Crowdsourcing a Restaurant

Fascinating story in the Washington Post yesterday [I still get the Sunday “hard copy” of the newspaper] about a Washington, D.C. group that is crowdsourcing a new restaurant.

Web 2.know-it-alls may sniff at calling this project “crowdsourcing” at all. But it’s an effort to harvest the best ideas of a group of enthusiasts and build a restaurant based on all that group input. The article claims it’s the first use of the crowdsourcing technique to build a restaurant. [I did a Google search and by that undependable measure the claim appears to be true.]

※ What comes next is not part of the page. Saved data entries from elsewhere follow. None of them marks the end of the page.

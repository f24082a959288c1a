use std::{collections::BTreeMap, io};

use serde::{Deserialize, Serialize, de::DeserializeOwned};
use tokio::io::{AsyncBufRead, AsyncBufReadExt, AsyncWrite, AsyncWriteExt};

use crate::model::SubmissionRecord;

const LINE_ENDINGS: &[char] = &['\n', '\r'];

/// Requests a pipeline process sends to the store.
#[derive(Debug, Clone, Serialize, Deserialize, PartialEq, Eq)]
#[serde(tag = "type", rename_all = "snake_case")]
pub enum StoreRequest {
    /// Overwrite one field of the values hash.
    Set { field: String, value: String },
    /// Read the whole values hash.
    GetAll,
    Append { number: u32 },
    ReadLog,
    Publish { topic: String, payload: String },
    /// Turn this connection into a subscriber. Answered with `Ok`, after
    /// which only `Event` messages follow.
    Subscribe { topic: String },
}

#[derive(Debug, Clone, Serialize, Deserialize, PartialEq, Eq)]
#[serde(tag = "type", rename_all = "snake_case")]
pub enum StoreResponse {
    Ok,
    Values { entries: BTreeMap<String, String> },
    Log { records: Vec<SubmissionRecord> },
    Published { receivers: usize },
    Event { topic: String, payload: String },
    Error { message: String },
}

pub async fn read_message<R, T>(reader: &mut R) -> io::Result<Option<T>>
where
    R: AsyncBufRead + Unpin,
    T: DeserializeOwned,
{
    // Line-oriented framing keeps the store usable from netcat.
    let mut line = String::new();
    loop {
        line.clear();
        let bytes = reader.read_line(&mut line).await?;
        if bytes == 0 {
            return Ok(None);
        }

        let trimmed = line.trim_end_matches(LINE_ENDINGS);
        if trimmed.is_empty() {
            continue;
        }

        let parsed = serde_json::from_str(trimmed).map_err(to_io_error)?;
        return Ok(Some(parsed));
    }
}

pub async fn write_message<W, T>(writer: &mut W, message: &T) -> io::Result<()>
where
    W: AsyncWrite + Unpin,
    T: Serialize,
{
    let mut encoded = serde_json::to_vec(message).map_err(to_io_error)?;
    encoded.push(b'\n');
    writer.write_all(&encoded).await?;
    writer.flush().await?;
    Ok(())
}

fn to_io_error(err: serde_json::Error) -> io::Error {
    io::Error::new(io::ErrorKind::InvalidData, err)
}

#[cfg(test)]
mod tests {
    use super::*;

    #[test]
    fn requests_use_snake_case_tags() {
        let encoded = serde_json::to_string(&StoreRequest::Set {
            field: "10".into(),
            value: "pending".into(),
        })
        .expect("encode");
        assert_eq!(encoded, r#"{"type":"set","field":"10","value":"pending"}"#);

        let decoded: StoreRequest =
            serde_json::from_str(r#"{"type":"read_log"}"#).expect("decode");
        assert_eq!(decoded, StoreRequest::ReadLog);
    }

    #[tokio::test]
    async fn reader_skips_blank_lines_and_reports_eof() {
        let (mut writer, reader) = tokio::io::duplex(1024);
        let mut reader = tokio::io::BufReader::new(reader);

        writer.write_all(b"\r\n\n").await.expect("write blanks");
        write_message(&mut writer, &StoreResponse::Published { receivers: 2 })
            .await
            .expect("write message");
        drop(writer);

        let parsed = read_message::<_, StoreResponse>(&mut reader)
            .await
            .expect("read message");
        assert_eq!(parsed, Some(StoreResponse::Published { receivers: 2 }));

        let eof = read_message::<_, StoreResponse>(&mut reader)
            .await
            .expect("read eof");
        assert_eq!(eof, None);
    }

    #[tokio::test]
    async fn garbage_is_invalid_data() {
        let (mut writer, reader) = tokio::io::duplex(64);
        let mut reader = tokio::io::BufReader::new(reader);
        writer.write_all(b"not json\n").await.expect("write");

        let err = read_message::<_, StoreRequest>(&mut reader)
            .await
            .expect_err("garbage should not parse");
        assert_eq!(err.kind(), io::ErrorKind::InvalidData);
    }
}
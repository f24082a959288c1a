use std::{path::Path, process::Stdio, time::Duration};

use anyhow::{Context, Result, anyhow};
use serde_json::{Value, json};
use tokio::{
    io::{AsyncBufReadExt, BufReader},
    process::{Child, ChildStdout, Command},
    task::JoinHandle,
    time::timeout,
};

const READ_TIMEOUT: Duration = Duration::from_secs(10);

#[tokio::test]
async fn three_processes_compute_a_submission() -> Result<()> {
    let binary = assert_cmd::cargo::cargo_bin!("fib_pipeline");
    let data_dir = tempfile::tempdir()?;

    let mut store = spawn_process(
        &binary,
        &[
            "store",
            "--listen",
            "127.0.0.1:0",
            "--data-dir",
            path_arg(data_dir.path())?,
        ],
    )?;
    let store_addr = read_listen_addr(&mut store.stdout, "store").await?;
    let (mut store, store_logs) = store.into_drained();

    // The worker must be subscribed before anything is published.
    let mut worker = spawn_process(&binary, &["worker", "--store", &store_addr])?;
    wait_for_line(&mut worker.stdout, "worker subscribed").await?;
    let (mut worker, worker_logs) = worker.into_drained();

    let mut api = spawn_process(
        &binary,
        &["api", "--listen", "127.0.0.1:0", "--store", &store_addr],
    )?;
    let api_addr = read_listen_addr(&mut api.stdout, "api").await?;
    let (mut api, api_logs) = api.into_drained();
    let base = format!("http://{api_addr}");

    let http = reqwest::Client::new();

    let accepted = http
        .post(format!("{base}/values"))
        .json(&json!({ "index": 10 }))
        .send()
        .await?;
    assert_eq!(accepted.status(), reqwest::StatusCode::ACCEPTED);
    assert_eq!(accepted.json::<Value>().await?, json!({ "working": true }));

    let rejected = http
        .post(format!("{base}/values"))
        .json(&json!({ "index": 41 }))
        .send()
        .await?;
    assert_eq!(rejected.status(), reqwest::StatusCode::UNPROCESSABLE_ENTITY);

    let value = poll_value(&http, &base, "10").await?;
    assert_eq!(value, "89");

    let all: Value = http
        .get(format!("{base}/values/all"))
        .send()
        .await?
        .json()
        .await?;
    assert_eq!(all, json!([{ "number": 10 }]));

    // The CLI client reads the same history back.
    let output = Command::new(&binary)
        .args(["client", "--api-url", &base, "all"])
        .env("RUST_LOG", "warn")
        .output()
        .await
        .context("failed to run client")?;
    assert!(output.status.success());
    let stdout = String::from_utf8_lossy(&output.stdout);
    assert!(
        stdout.lines().any(|line| line == "indexes seen: 10"),
        "unexpected client output: {stdout}"
    );

    for process in [&mut api, &mut worker, &mut store] {
        let _ = process.kill().await;
        let _ = process.wait().await;
    }
    for logs in [api_logs, worker_logs, store_logs] {
        let _ = logs.await;
    }

    Ok(())
}

#[tokio::test]
async fn api_gives_up_when_store_never_appears() -> Result<()> {
    let binary = assert_cmd::cargo::cargo_bin!("fib_pipeline");

    // Reserve a port and release it so nothing is listening there.
    let probe = std::net::TcpListener::bind("127.0.0.1:0")?;
    let addr = probe.local_addr()?.to_string();
    drop(probe);

    let status = Command::new(&binary)
        .args(["api", "--store", &addr, "--connect-attempts", "2"])
        .env("RUST_LOG", "warn")
        .stdout(Stdio::null())
        .stderr(Stdio::null())
        .status();
    let status = timeout(READ_TIMEOUT, status).await??;
    assert!(!status.success());
    Ok(())
}

struct Process {
    child: Child,
    stdout: BufReader<ChildStdout>,
}

impl Process {
    /// Hands stdout to a background task so the pipe never fills.
    fn into_drained(self) -> (Child, JoinHandle<()>) {
        let Process { child, stdout } = self;
        (child, tokio::spawn(drain_stdout(stdout)))
    }
}

fn spawn_process(binary: &Path, args: &[&str]) -> Result<Process> {
    let mut child = Command::new(binary)
        .args(args)
        .env("RUST_LOG", "info")
        .stdout(Stdio::piped())
        .stderr(Stdio::null())
        .kill_on_drop(true)
        .spawn()
        .with_context(|| format!("failed to spawn {args:?}"))?;
    let stdout = child
        .stdout
        .take()
        .context("stdout missing after spawn")?;
    Ok(Process {
        child,
        stdout: BufReader::new(stdout),
    })
}

fn path_arg(path: &Path) -> Result<&str> {
    path.to_str().context("temp dir is not valid UTF-8")
}

async fn read_listen_addr(reader: &mut BufReader<ChildStdout>, role: &str) -> Result<String> {
    let line = wait_for_line(reader, &format!("{role} listening on")).await?;
    let addr = line
        .split_whitespace()
        .last()
        .context("unexpected banner format")?;
    if !addr.contains(':') {
        return Err(anyhow!("{role} banner missing socket: {line}"));
    }
    Ok(addr.to_string())
}

async fn wait_for_line(reader: &mut BufReader<ChildStdout>, needle: &str) -> Result<String> {
    let search = async {
        let mut line = String::new();
        loop {
            line.clear();
            if reader.read_line(&mut line).await? == 0 {
                return Err(anyhow!("stream closed before '{needle}'"));
            }
            if line.contains(needle) {
                return Ok(line.trim_end_matches(['\r', '\n']).to_string());
            }
        }
    };
    timeout(READ_TIMEOUT, search)
        .await
        .map_err(|_| anyhow!("timed out waiting for '{needle}'"))?
}

async fn poll_value(http: &reqwest::Client, base: &str, index: &str) -> Result<String> {
    for _ in 0..100 {
        let current: Value = http
            .get(format!("{base}/values/current"))
            .send()
            .await?
            .json()
            .await?;
        match current.get(index).and_then(Value::as_str) {
            Some("pending") | None => {}
            Some(value) => return Ok(value.to_string()),
        }
        tokio::time::sleep(Duration::from_millis(50)).await;
    }
    Err(anyhow!("index {index} never computed"))
}

async fn drain_stdout(mut reader: BufReader<ChildStdout>) {
    let mut buffer = String::new();
    while reader
        .read_line(&mut buffer)
        .await
        .map(|bytes| {
            let has_data = bytes > 0;
            if has_data {
                buffer.clear();
            }
            has_data
        })
        .unwrap_or(false)
    {}
}
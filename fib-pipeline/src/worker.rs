//! Compute worker.
//!
//! Subscribes to the compute topic and, for every event, evaluates the
//! recursive Fibonacci value and overwrites the cache entry for that index.
//!
//! Events are handled strictly one after another. The recursion runs on
//! Tokio's blocking pool so the runtime can keep reading the socket, but the
//! loop awaits each result before taking the next event: one worker never
//! runs two computations at once. Scale out by starting more workers.

use std::sync::Arc;

use anyhow::{Context, Result};
use tracing::{info, warn};

use crate::{
    fib::fib,
    model::{COMPUTE_TOPIC, CacheValue, Index, parse_index},
    retry::{RetryPolicy, retry},
    store::{EventBus, ResultCache, Subscription},
};

#[derive(Clone)]
pub struct ComputeWorker {
    cache: Arc<dyn ResultCache>,
    bus: Arc<dyn EventBus>,
}

impl ComputeWorker {
    pub fn new(cache: Arc<dyn ResultCache>, bus: Arc<dyn EventBus>) -> Self {
        Self { cache, bus }
    }

    /// Subscribes to the compute topic, retrying while the bus is unreachable.
    pub async fn subscribe(&self, policy: RetryPolicy) -> Result<Box<dyn Subscription>> {
        let subscription = retry(policy, "event bus", || self.bus.subscribe(COMPUTE_TOPIC)).await?;
        info!(topic = COMPUTE_TOPIC, "worker subscribed");
        Ok(subscription)
    }

    /// Handles events until the subscription closes.
    pub async fn run(&self, mut subscription: Box<dyn Subscription>) -> Result<()> {
        while let Some(payload) = subscription.next().await {
            self.handle_event(&payload).await?;
        }
        Ok(())
    }

    /// Runs for the life of the process, resubscribing whenever the stream
    /// drops. Events published while disconnected are gone. Returns an error
    /// once a resubscription exhausts `policy`.
    pub async fn run_forever(&self, policy: RetryPolicy) -> Result<()> {
        loop {
            let subscription = self.subscribe(policy).await?;
            self.run(subscription).await?;

            let pause = policy.delay_for(1);
            warn!(topic = COMPUTE_TOPIC, ?pause, "subscription closed; resubscribing");
            tokio::time::sleep(pause).await;
        }
    }

    /// Computes and stores the value for one event payload.
    ///
    /// Returns `None` for payloads that are not an index; those are skipped.
    pub async fn handle_event(&self, payload: &str) -> Result<Option<(Index, u64)>> {
        let index = match parse_index(payload) {
            Ok(index) => index,
            Err(err) => {
                warn!(%payload, error = %err, "skipping malformed compute event");
                return Ok(None);
            }
        };

        let value = tokio::task::spawn_blocking(move || fib(index))
            .await
            .context("fibonacci computation panicked")?;

        // Unconditional overwrite: whichever computation finishes last wins.
        if let Err(err) = self.cache.set(index, CacheValue::Computed(value)).await {
            warn!(index, error = %err, "failed to store computed value");
            return Ok(None);
        }

        info!(index, value, "computed");
        Ok(Some((index, value)))
    }
}

#[cfg(test)]
mod tests {
    use super::*;
    use crate::store::memory::{MemoryBus, MemoryCache};

    #[tokio::test]
    async fn event_overwrites_placeholder_with_value() -> Result<()> {
        let cache = Arc::new(MemoryCache::new());
        let worker = ComputeWorker::new(cache.clone(), Arc::new(MemoryBus::new()));
        cache.set(10, CacheValue::Pending).await?;

        let outcome = worker.handle_event("10").await?;

        assert_eq!(outcome, Some((10, 89)));
        assert_eq!(cache.get(10).await, Some(CacheValue::Computed(89)));
        Ok(())
    }

    #[tokio::test]
    async fn write_is_unconditional() -> Result<()> {
        let cache = Arc::new(MemoryCache::new());
        let worker = ComputeWorker::new(cache.clone(), Arc::new(MemoryBus::new()));

        // No placeholder present at all; the worker writes anyway.
        worker.handle_event("5").await?;
        assert_eq!(cache.get(5).await, Some(CacheValue::Computed(8)));
        Ok(())
    }

    #[tokio::test]
    async fn malformed_payload_is_skipped() -> Result<()> {
        let cache = Arc::new(MemoryCache::new());
        let worker = ComputeWorker::new(cache.clone(), Arc::new(MemoryBus::new()));

        assert_eq!(worker.handle_event("ten").await?, None);
        assert!(cache.snapshot().await?.is_empty());
        Ok(())
    }

    #[tokio::test]
    async fn run_processes_events_in_arrival_order() -> Result<()> {
        let cache = Arc::new(MemoryCache::new());
        let bus = MemoryBus::new();
        let worker = ComputeWorker::new(cache.clone(), Arc::new(MemoryBus::new()));

        let subscription = bus.subscribe(COMPUTE_TOPIC).await?;
        for payload in ["3", "4", "3"] {
            bus.publish(COMPUTE_TOPIC, payload.to_string()).await?;
        }
        // Closing the bus ends the subscription once buffered events drain.
        drop(bus);
        worker.run(subscription).await?;

        let snapshot = cache.snapshot().await?;
        assert_eq!(snapshot.get(&3), Some(&CacheValue::Computed(3)));
        assert_eq!(snapshot.get(&4), Some(&CacheValue::Computed(5)));
        Ok(())
    }
}
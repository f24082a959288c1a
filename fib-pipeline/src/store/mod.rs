//! Contracts for the three external collaborators of the pipeline.
//!
//! - [`ResultCache`]: ephemeral index → value map, last write wins.
//! - [`DurableLog`]: append-only history of submissions.
//! - [`EventBus`]: fire-and-forget publish/subscribe on named topics.
//!
//! [`memory`] holds in-process implementations, [`journal`] a file-backed
//! log, [`remote`] the TCP client for a running store process, and
//! [`server`] the store process itself.

use std::collections::BTreeMap;

use anyhow::Result;
use async_trait::async_trait;

use crate::model::{CacheValue, Index, SubmissionRecord};

pub mod journal;
pub mod memory;
pub mod remote;
pub mod server;

/// Key/value cache of computation state.
///
/// Writes are unconditional overwrites. There is no compare-and-swap: two
/// writers racing on the same index both succeed and the later one wins.
#[async_trait]
pub trait ResultCache: Send + Sync {
    async fn set(&self, index: Index, value: CacheValue) -> Result<()>;

    async fn snapshot(&self) -> Result<BTreeMap<Index, CacheValue>>;
}

/// Append-only record of every accepted submission, duplicates included.
#[async_trait]
pub trait DurableLog: Send + Sync {
    async fn append(&self, record: SubmissionRecord) -> Result<()>;

    /// Every record in append order.
    async fn read_all(&self) -> Result<Vec<SubmissionRecord>>;
}

/// At-most-once notification channel.
///
/// `publish` returns how many subscribers were connected when the payload
/// went out. Zero means it was dropped; nothing is queued for later.
#[async_trait]
pub trait EventBus: Send + Sync {
    async fn publish(&self, topic: &str, payload: String) -> Result<usize>;

    async fn subscribe(&self, topic: &str) -> Result<Box<dyn Subscription>>;
}

/// Stream of payloads for one topic.
#[async_trait]
pub trait Subscription: Send {
    /// Next payload, or `None` once the subscription is closed.
    async fn next(&mut self) -> Option<String>;
}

Linda Welch, 49, a serial entrepreneur, had gathered 386 Elements community members who have, the article reports, “helped develop the concept (a sustainable vegetarian/raw foods restaurant), the look (a comfortable gathering space with an open kitchen), the logo (a bouquet of colorful leaves) and even the name [Elements].”

“Most businesses are started because you have a great idea, and you take it out to the public to see if they like it,” Welch is quoted in the Post story. “This is the opposite. We’re finding out what people want and doing it.”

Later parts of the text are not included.